Authored by Michael Barone via The Epoch Times (emphasis ours),

The headlines coming out of the Super Tuesday primaries have got it right. Barring cataclysmic changes, Donald Trump and Joe Biden will be the Republican and Democratic nominees for president in 2024.

(Left) President Joe Biden delivers remarks on canceling student debt at Culver City Julian Dixon Library in Culver City, Calif., on Feb. 21, 2024. (Right) Republican presidential candidate and former U.S. President Donald Trump stands on stage during a campaign event at Big League Dreams Las Vegas in Las Vegas, Nev., on Jan. 27, 2024. (Mario Tama/Getty Images; David Becker/Getty Images)

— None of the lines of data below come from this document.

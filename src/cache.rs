//! Run-scoped memoization shared by all workers.
//!
//! Every entry is a [`OnceLock`]: the first caller computes the value while
//! concurrent callers for the same key block on that computation and then
//! observe the same result. The map itself sits behind an [`RwLock`] that is
//! only held long enough to find or insert an entry, never while computing.

use camino::Utf8PathBuf;
use std::collections::HashMap;
use std::hash::Hash;
use std::sync::{Arc, OnceLock, PoisonError, RwLock};

use crate::dependencies::{DirectDependencies, ResolveError};
use crate::locals::ResolvedLocals;
use crate::parser::{ParseError, TerragruntConfig};

/// A concurrent map whose values are computed at most once per key.
pub struct OnceMap<K, V> {
    entries: RwLock<HashMap<K, Arc<OnceLock<V>>>>,
}

impl<K: Eq + Hash + Clone, V: Clone> OnceMap<K, V> {
    pub fn new() -> Self {
        Self {
            entries: RwLock::new(HashMap::new()),
        }
    }

    /// The completed value for `key`, if any.
    pub fn get(&self, key: &K) -> Option<V> {
        let entries = self.entries.read().unwrap_or_else(PoisonError::into_inner);
        entries.get(key).and_then(|cell| cell.get().cloned())
    }

    /// Store `value` unless the key already has one. Returns whether it was stored.
    pub fn insert(&self, key: K, value: V) -> bool {
        self.cell(&key).set(value).is_ok()
    }

    /// Return the value for `key`, computing it with `compute` if no caller
    /// has done so yet. `compute` must not request the same key again.
    pub fn get_or_compute<F>(&self, key: &K, compute: F) -> V
    where
        F: FnOnce() -> V,
    {
        self.cell(key).get_or_init(compute).clone()
    }

    /// Number of completed entries.
    pub fn len(&self) -> usize {
        let entries = self.entries.read().unwrap_or_else(PoisonError::into_inner);
        entries.values().filter(|cell| cell.get().is_some()).count()
    }

    pub fn is_empty(&self) -> bool {
        self.len() == 0
    }

    fn cell(&self, key: &K) -> Arc<OnceLock<V>> {
        if let Some(cell) = self.entries.read().unwrap_or_else(PoisonError::into_inner).get(key) {
            return Arc::clone(cell);
        }
        let mut entries = self.entries.write().unwrap_or_else(PoisonError::into_inner);
        Arc::clone(entries.entry(key.clone()).or_default())
    }
}

impl<K: Eq + Hash + Clone, V: Clone> Default for OnceMap<K, V> {
    fn default() -> Self {
        Self::new()
    }
}

pub type ConfigResult = Result<Arc<TerragruntConfig>, Arc<ParseError>>;
pub type LocalsResult = Result<Arc<ResolvedLocals>, ResolveError>;
/// `Ok(None)` records that the file is skipped.
pub type DependencyResult = Result<Option<Arc<DirectDependencies>>, ResolveError>;

/// All memoized state of one generation run.
#[derive(Default)]
pub struct RunCache {
    /// Parsed terragrunt files, shared by every module that includes them
    pub configs: OnceMap<Utf8PathBuf, ConfigResult>,
    pub locals: OnceMap<Utf8PathBuf, LocalsResult>,
    pub dependencies: OnceMap<Utf8PathBuf, DependencyResult>,
}

impl RunCache {
    pub fn new() -> Self {
        Self::default()
    }

    /// (files parsed, total direct dependencies recorded)
    pub fn stats(&self) -> (usize, usize) {
        let entries = self.dependencies.entries.read().unwrap_or_else(PoisonError::into_inner);
        let deps = entries
            .values()
            .filter_map(|cell| match cell.get() {
                Some(Ok(Some(direct))) => Some(direct.set.len()),
                _ => None,
            })
            .sum();
        (self.configs.len(), deps)
    }
}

With Nikki Haley’s withdrawal, there will be no more significantly contested primaries or caucuses—the earliest both parties’ races have been over since something like the current primary-dominated system was put in place in 1972.

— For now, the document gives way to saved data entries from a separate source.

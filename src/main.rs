//! terragrunt-atlantis-config CLI - Generate Atlantis config for terragrunt projects

use anyhow::{Context, Result};
use camino::Utf8PathBuf;
use clap::{ArgAction, Args, Parser, Subcommand};
use std::process::ExitCode;
use std::sync::Arc;
use tracing::debug;
use tracing_subscriber::{fmt, layer::SubscriberExt, util::SubscriberInitExt, EnvFilter};

use terragrunt_atlantis_config::{generate, GenerateConfig};

#[derive(Parser)]
#[command(name = "terragrunt-atlantis-config")]
#[command(author, version, about = "Generate Atlantis config for terragrunt projects")]
struct Cli {
    /// Debug output on stderr
    #[arg(short, long, global = true)]
    verbose: bool,

    #[command(subcommand)]
    command: Command,
}

#[derive(Subcommand)]
enum Command {
    /// Generate an atlantis.yaml for every terragrunt module under --root
    Generate(GenerateArgs),
    /// Print the version
    Version,
}

// Boolean flags take an optional value so defaults of true can be turned off
// with `--flag=false`.
#[derive(Args, Debug)]
struct GenerateArgs {
    /// Root directory to scan for terragrunt modules
    #[arg(long, default_value = ".")]
    root: Utf8PathBuf,

    /// Output file; printed to stdout when absent
    #[arg(long)]
    output: Option<Utf8PathBuf>,

    /// Enable autoplan by default
    #[arg(long, default_value_t = false, action = ArgAction::Set, num_args = 0..=1, default_missing_value = "true", require_equals = true)]
    autoplan: bool,

    /// Enable automerge
    #[arg(long, default_value_t = false, action = ArgAction::Set, num_args = 0..=1, default_missing_value = "true", require_equals = true)]
    automerge: bool,

    /// Enable parallel plan and apply
    #[arg(long, default_value_t = true, action = ArgAction::Set, num_args = 0..=1, default_missing_value = "true", require_equals = true)]
    parallel: bool,

    /// Include the dependencies of dependencies
    #[arg(long, default_value_t = true, action = ArgAction::Set, num_args = 0..=1, default_missing_value = "true", require_equals = true)]
    cascade_dependencies: bool,

    /// Skip parent terragrunt configs that are only included by others
    #[arg(long, default_value_t = true, action = ArgAction::Set, num_args = 0..=1, default_missing_value = "true", require_equals = true)]
    ignore_parent_terragrunt: bool,

    /// Ignore `dependency` blocks
    #[arg(long, default_value_t = false, action = ArgAction::Set, num_args = 0..=1, default_missing_value = "true", require_equals = true)]
    ignore_dependency_blocks: bool,

    /// Emit a workspace per project, named after its directory
    #[arg(long, default_value_t = false, action = ArgAction::Set, num_args = 0..=1, default_missing_value = "true", require_equals = true)]
    create_workspace: bool,

    /// Emit a name per project, derived from its directory
    #[arg(long, default_value_t = false, action = ArgAction::Set, num_args = 0..=1, default_missing_value = "true", require_equals = true)]
    create_project_name: bool,

    /// Keep the workflows of an existing output file
    #[arg(long, default_value_t = true, action = ArgAction::Set, num_args = 0..=1, default_missing_value = "true", require_equals = true)]
    preserve_workflows: bool,

    /// Keep the projects of an existing output file, replacing those regenerated
    #[arg(long, default_value_t = false, action = ArgAction::Set, num_args = 0..=1, default_missing_value = "true", require_equals = true)]
    preserve_projects: bool,

    /// Default workflow
    #[arg(long, default_value = "")]
    workflow: String,

    /// Default apply requirements, comma separated
    #[arg(long, value_delimiter = ',')]
    apply_requirements: Vec<String>,

    /// Default terraform version
    #[arg(long, default_value = "")]
    terraform_version: String,

    /// Globs relative to --root selecting the modules to process, comma separated
    #[arg(long, value_delimiter = ',')]
    filter: Vec<String>,

    /// Number of modules processed concurrently
    #[arg(long, default_value_t = 15)]
    num_executors: usize,

    /// Compute execution order groups from project dependencies
    #[arg(long, default_value_t = false, action = ArgAction::Set, num_args = 0..=1, default_missing_value = "true", require_equals = true)]
    execution_order_groups: bool,

    /// Emit depends_on from project dependencies
    #[arg(long, default_value_t = false, action = ArgAction::Set, num_args = 0..=1, default_missing_value = "true", require_equals = true)]
    depends_on: bool,

    /// Marker file names; each directory holding one becomes a single project
    #[arg(long, value_delimiter = ',')]
    project_hcl_files: Vec<String>,

    /// Only emit modules whose locals set atlantis_project = true
    #[arg(long, default_value_t = false, action = ArgAction::Set, num_args = 0..=1, default_missing_value = "true", require_equals = true)]
    use_project_markers: bool,
}

impl GenerateArgs {
    fn into_config(self) -> GenerateConfig {
        GenerateConfig {
            root: self.root,
            output: self.output,
            autoplan: self.autoplan,
            automerge: self.automerge,
            parallel: self.parallel,
            cascade_dependencies: self.cascade_dependencies,
            ignore_parent_terragrunt: self.ignore_parent_terragrunt,
            ignore_dependency_blocks: self.ignore_dependency_blocks,
            create_workspace: self.create_workspace,
            create_project_name: self.create_project_name,
            preserve_workflows: self.preserve_workflows,
            preserve_projects: self.preserve_projects,
            default_workflow: self.workflow,
            default_apply_requirements: self.apply_requirements,
            default_terraform_version: self.terraform_version,
            filter: self.filter,
            num_executors: self.num_executors,
            execution_order_groups: self.execution_order_groups,
            depends_on: self.depends_on,
            project_hcl_files: self.project_hcl_files,
            use_project_markers: self.use_project_markers,
            env: Arc::new(std::env::vars().collect()),
        }
    }
}

fn main() -> ExitCode {
    let cli = Cli::parse();
    init_logging(cli.verbose);

    if let Err(e) = run(cli.command) {
        eprintln!("Error: {:#}", e);
        ExitCode::FAILURE
    } else {
        ExitCode::SUCCESS
    }
}

/// Log to stderr, honouring RUST_LOG when set.
fn init_logging(verbose: bool) {
    let default_level = if verbose { "debug" } else { "info" };
    let filter = EnvFilter::try_from_default_env().unwrap_or_else(|_| EnvFilter::new(default_level));

    tracing_subscriber::registry()
        .with(filter)
        .with(fmt::layer().with_target(false).with_writer(std::io::stderr))
        .init();
}

fn run(command: Command) -> Result<()> {
    match command {
        Command::Version => {
            println!("terragrunt-atlantis-config {}", env!("CARGO_PKG_VERSION"));
            Ok(())
        }
        Command::Generate(args) => run_generate(args),
    }
}

fn run_generate(args: GenerateArgs) -> Result<()> {
    debug!(?args, "generate");
    let config = args.into_config();

    let atlantis = generate(&config).with_context(|| format!("failed to generate config for {}", config.root))?;

    match &config.output {
        Some(path) => atlantis
            .write(path)
            .with_context(|| format!("failed to write {}", path))?,
        None => {
            let yaml = atlantis.to_yaml().context("failed to serialize config")?;
            print!("{}", yaml);
        }
    }
    Ok(())
}
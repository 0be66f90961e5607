//! Typed `atlantis_*` overrides read from `locals` blocks.

use std::collections::HashMap;

use crate::resolver::LocalValue;

/// Recognised `locals` entries of one module, after inheritance.
#[derive(Debug, Clone, Default, PartialEq, Eq)]
pub struct ResolvedLocals {
    /// `atlantis_workflow`
    pub workflow: Option<String>,
    /// `atlantis_terraform_version`
    pub terraform_version: Option<String>,
    /// `atlantis_autoplan`
    pub autoplan: Option<bool>,
    /// `atlantis_skip`
    pub skip: Option<bool>,
    /// `atlantis_apply_requirements`
    pub apply_requirements: Option<Vec<String>>,
    /// `extra_atlantis_dependencies`, as written (relative to the module dir)
    pub extra_dependencies: Vec<String>,
    /// `atlantis_project`
    pub marked_project: Option<bool>,
}

impl ResolvedLocals {
    /// Pick the recognised entries out of evaluated locals. Values of the
    /// wrong shape are ignored.
    pub fn from_values(values: &HashMap<String, LocalValue>) -> Self {
        Self {
            workflow: string(values.get("atlantis_workflow")),
            terraform_version: string(values.get("atlantis_terraform_version")),
            autoplan: boolean(values.get("atlantis_autoplan")),
            skip: boolean(values.get("atlantis_skip")),
            apply_requirements: list(values.get("atlantis_apply_requirements")),
            extra_dependencies: list(values.get("extra_atlantis_dependencies")).unwrap_or_default(),
            marked_project: boolean(values.get("atlantis_project")),
        }
    }

    /// Layer `child` over `self`: set values win, extra dependencies append.
    pub fn merge(self, child: ResolvedLocals) -> ResolvedLocals {
        let mut extra_dependencies = self.extra_dependencies;
        extra_dependencies.extend(child.extra_dependencies);

        ResolvedLocals {
            workflow: child.workflow.or(self.workflow),
            terraform_version: child.terraform_version.or(self.terraform_version),
            autoplan: child.autoplan.or(self.autoplan),
            skip: child.skip.or(self.skip),
            apply_requirements: child.apply_requirements.or(self.apply_requirements),
            extra_dependencies,
            marked_project: child.marked_project.or(self.marked_project),
        }
    }

    pub fn is_skipped(&self) -> bool {
        self.skip.unwrap_or(false)
    }

    pub fn is_marked_project(&self) -> bool {
        self.marked_project.unwrap_or(false)
    }
}

fn string(value: Option<&LocalValue>) -> Option<String> {
    match value? {
        LocalValue::Str(s) => Some(s.clone()),
        _ => None,
    }
}

fn boolean(value: Option<&LocalValue>) -> Option<bool> {
    match value? {
        LocalValue::Bool(b) => Some(*b),
        LocalValue::Str(s) => s.parse().ok(),
        LocalValue::List(_) => None,
    }
}

fn list(value: Option<&LocalValue>) -> Option<Vec<String>> {
    match value? {
        LocalValue::List(items) => Some(items.clone()),
        // a single string is accepted as a one element list
        LocalValue::Str(s) => Some(vec![s.clone()]),
        LocalValue::Bool(_) => None,
    }
}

The primary results have spotlighted some of both nominees’ weaknesses.

Donald Trump lost high-income, high-educated constituencies, including the entire metro area—aka the Swamp. Many but by no means all Haley votes there were cast by Biden Democrats. Mr. Trump can’t afford to lose too many of the others in target states like Pennsylvania and Michigan.

Majorities and large minorities of voters in overwhelmingly Latino counties in Texas’s Rio Grande Valley and some in Houston voted against Joe Biden, and even more against Senate nominee Rep. Colin Allred (D-Texas).

Returns from Hispanic precincts in New Hampshire and Massachusetts show the same thing. Mr. Biden can’t afford to lose too many Latino votes in target states like Arizona and Georgia.

When Mr. Trump rode down that escalator in 2015, commentators assumed he’d repel Latinos. Instead, Latino voters nationally, and especially the closest eyewitnesses of Biden’s open-border policy, have been trending heavily Republican.

High-income liberal Democrats may sport lawn signs proclaiming, “In this house, we believe ... no human is illegal.” The logical consequence of that belief is an open border. But modest-income folks in border counties know that flows of illegal immigrants result in disorder, disease, and crime.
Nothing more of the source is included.